“Sem as assessorias de imprensa não temos acesso à grande parte dos principais executivos e formadores de opinião”
De acordo com Evanise Santos, diretora de marketing institucional do jornal Brasil Econômico, as assessorias de imprensa são fontes de informação importantes para a produção de reportagens claras e de conteúdo relevante. Em entrevista ao site Fran Press, Evanise fala sobre o primeiro ano de circulação do veículo e o futuro do jornal impresso.
Fran Press: Como você diferencia o Brasil Econômico dos outros jornais impressos de economia e negócios?
Evanise Santos: O Brasil Econômico apresenta linguagem e diagramação mais leves e as notícias levam em consideração o consumidor final. O jornal se preocupa em mostrar ao leitor como ele será impactado por determinado acontecimento e procura transformar um assunto relativamente pesado em um conteúdo agradável. Ninguém é especialista em todos os assuntos e é preciso pensar que na correria do dia-a-dia, o leitor precisa de textos mais dinâmicos e com conteúdo para absorver a informação sem perder muito tempo.
FP: Nesse primeiro ano de jornal, existe algum assunto que tenha marcado o veículo?
ES: Todas nossas reportagens são feitas com muito profissionalismo e cuidado. Mas é claro que em um ano marcado por eleições, Copa do Mundo da África do Sul e decisão de se realizar dois grandes eventos no Brasil, como a Copa de 2014 e as Olimpíadas em 2016, esses assuntos acabaram se destacando.
FP: Como você avalia esse primeiro ano de circulação?
ES: O Brasil Econômico está indo além dos objetivos traçados. O veículo cumpriu muito bem a sua missão de oferecer ao público um novo jornal de economia e negócios. Hoje fazemos parte da agenda dos principais tomadores de decisão e estamos nas mesas mais importantes do país. Somente no segundo semestre de 2010, já ganhamos três prêmios e estamos concorrendo a outros dois. Atualmente, a tiragem diária do Brasil Econômico, é superior a 40 mil exemplares, com distribuição nacional, concentrada em São Paulo, Rio de Janeiro e Brasília.

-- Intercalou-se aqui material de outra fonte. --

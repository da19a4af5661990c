// =============================================================================
// Rule Context — market / execution snapshot the safety rules read
// =============================================================================

use serde::{Deserialize, Serialize};

use crate::types::{ShieldState, VolatilityLevel};

/// Assembled by the market, risk and threat subsystems before each cycle.
#[derive(Debug, Clone, PartialEq, Serialize, Deserialize)]
pub struct RuleContext {
    /// Bid-ask spread in basis points.
    #[serde(default)]
    pub spread_bps: f64,

    /// Realised volatility, percent.
    #[serde(default)]
    pub volatility_pct: f64,

    /// Visible book depth near the touch, quote currency.
    #[serde(default)]
    pub liquidity_usd: f64,

    /// Raised to the shield layer's state by the orchestrator when stricter.
    #[serde(default)]
    pub shield_state: ShieldState,

    /// Proposed position size, units.
    #[serde(default)]
    pub position_size: f64,

    /// Aggregate threat level, 0–100.
    #[serde(default)]
    pub threat_level: f64,

    /// Number of conflicting layer pairs. The orchestrator overwrites this
    /// with the merger's count before evaluating.
    #[serde(default)]
    pub conflict_count: usize,

    /// Gap between last trade and reference price, percent.
    #[serde(default)]
    pub price_gap_pct: f64,
}

impl RuleContext {
    pub fn volatility_level(&self) -> VolatilityLevel {
        VolatilityLevel::from_pct(self.volatility_pct)
    }

    pub fn with_conflict_count(mut self, conflicts: usize) -> Self {
        self.conflict_count = conflicts;
        self
    }

    /// Raise the shield state to `layer` if the shield layer is stricter.
    /// The context never relaxes a shield the layer reports.
    pub fn with_shield_floor(mut self, layer: Option<ShieldState>) -> Self {
        if let Some(layer) = layer {
            self.shield_state = self.shield_state.max(layer);
        }
        self
    }
}

impl Default for RuleContext {
    fn default() -> Self {
        Self {
            spread_bps: 0.0,
            volatility_pct: 0.0,
            liquidity_usd: 0.0,
            shield_state: ShieldState::Calm,
            position_size: 0.0,
            threat_level: 0.0,
            conflict_count: 0,
            price_gap_pct: 0.0,
        }
    }
}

FP: Qual o motivo do uso da cor “salmão” e formato tabloide, além da grande valorização de imagens dos entrevistados?
ES: As tendências ditam necessidade de mudança. Hoje temos, por exemplo, o netbook e iPad, com um formato menor dos que os tradicionais notebooks e, ainda, apresentam um fácil manuseio. Com o veículo impresso não poderia ser diferente. Os formatos tablóide e berliner acompanham as tendências do mercado. O Brasil Econômico conta com jornal impresso, portal, mobile, e-paper e corporate TV. E agora estamos em fase de estudos para a criação de uma agência que deverá integrar o conteúdo de todos os nossos veículos.
FP: Você acredita que o jornal impresso tenha perdido espaço no Brasil?
ES: Com o boom da internet, essa tem sido uma tendência mundial. E no Brasil, o setor realmente sentiu essa diminuição. Mas dados do IVC, Instituto Verificador de Circulação, mostram uma recuperação do mercado. Segundo o Instituto, a circulação de impressos registrou um crescimento de 2% no primeiro semestre de 2010 em relação ao mesmo período do ano anterior. De qualquer forma, acreditamos que os impressos não deixarão de existir. A plataforma on line facilita o acesso às notícias, o que tende a aumentar o consumo dos veículos de comunicação. E, independentemente da plataforma que utilizamos, somos uma empresa jornalística. Nosso negócio é gerar conteúdo de qualidade, com rigor jornalístico e credibilidade.
FP: Você acredita que uma boa relação entre jornalista e assessoria de imprensa colabora com o desenvolvimento do jornal?
ES: Essa parceria é de extrema importância. As assessorias hoje atendem as mais importantes empresas do país e do mundo. Sem elas, não temos acesso à grande parte dos principais executivos e formadores de opinião. As assessorias são fontes de informações valiosíssimas para a condução de uma reportagem clara e com conteúdo. Os jornalistas ainda possuem suas fontes e usam suas informações em reportagens e furos. Faz parte do jornalismo e isso não deve acabar. Mas uma boa relação com o assessor de imprensa pode resultar em informações exclusivas ou, até mesmo, num relacionamento duradouro e de confiabilidade com o empresariado.